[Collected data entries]

((

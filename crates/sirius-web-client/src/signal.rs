//! Signal/slot notifications for connection lifecycle events.
//!
//! A [`Signal`] holds any number of connected slots (closures). Emitting the
//! signal invokes every slot synchronously on the emitting thread, which for
//! transport events is the tokio task that owns the socket. Slots must be
//! cheap and must not block.
//!
//! # Example
//!
//! ```
//! use sirius_web_client::Signal;
//!
//! let opened = Signal::<()>::new();
//! let id = opened.connect(|_| println!("socket opened"));
//! opened.emit(());
//! opened.disconnect(id);
//! ```

use std::sync::Arc;
use std::sync::atomic::{AtomicBool, Ordering};

use parking_lot::Mutex;
use slotmap::{SlotMap, new_key_type};

new_key_type! {
    /// Identifier of a signal-slot connection, used with [`Signal::disconnect`].
    pub struct ConnectionId;
}

type Slot<Args> = Arc<dyn Fn(&Args) + Send + Sync>;

/// A type-safe signal with any number of connected slots.
///
/// `Signal<Args>` is `Send + Sync`; slots may be connected from any thread.
pub struct Signal<Args> {
    slots: Mutex<SlotMap<ConnectionId, Slot<Args>>>,
    blocked: AtomicBool,
}

impl<Args> Default for Signal<Args> {
    fn default() -> Self {
        Self::new()
    }
}

impl<Args> Signal<Args> {
    /// Create a new signal with no connections.
    pub fn new() -> Self {
        Self {
            slots: Mutex::new(SlotMap::with_key()),
            blocked: AtomicBool::new(false),
        }
    }

    /// Connect a slot to this signal.
    pub fn connect<F>(&self, slot: F) -> ConnectionId
    where
        F: Fn(&Args) + Send + Sync + 'static,
    {
        self.slots.lock().insert(Arc::new(slot))
    }

    /// Disconnect a slot. Returns `true` if the connection existed.
    pub fn disconnect(&self, id: ConnectionId) -> bool {
        self.slots.lock().remove(id).is_some()
    }

    /// Disconnect all slots.
    pub fn disconnect_all(&self) {
        self.slots.lock().clear();
    }

    /// Number of connected slots.
    pub fn connection_count(&self) -> usize {
        self.slots.lock().len()
    }

    /// Block or unblock emission.
    pub fn set_blocked(&self, blocked: bool) {
        self.blocked.store(blocked, Ordering::SeqCst);
    }

    /// Check if emission is currently blocked.
    pub fn is_blocked(&self) -> bool {
        self.blocked.load(Ordering::SeqCst)
    }

    /// Invoke every connected slot with `args`.
    pub fn emit(&self, args: Args) {
        if self.is_blocked() {
            tracing::trace!(target: "sirius_web_client::signal", "signal blocked, skipping emit");
            return;
        }

        // Slots run without the lock held so they may connect or disconnect.
        let slots: Vec<Slot<Args>> = self.slots.lock().values().cloned().collect();
        tracing::trace!(target: "sirius_web_client::signal", connection_count = slots.len(), "emitting signal");
        for slot in slots {
            slot(&args);
        }
    }
}

impl<Args> std::fmt::Debug for Signal<Args> {
    fn fmt(&self, f: &mut std::fmt::Formatter<'_>) -> std::fmt::Result {
        f.debug_struct("Signal")
            .field("connections", &self.connection_count())
            .field("blocked", &self.is_blocked())
            .finish()
    }
}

))

*What you have to do*. Scan the records above for the word "trace" and return every line where it occurs.

*Answer section*.
            tracing::trace!(target: "sirius_web_client::signal", "signal blocked, skipping emit");
        tracing::trace!(target: "sirius_web_client::signal", connection_count = slots.len(), "emitting signal");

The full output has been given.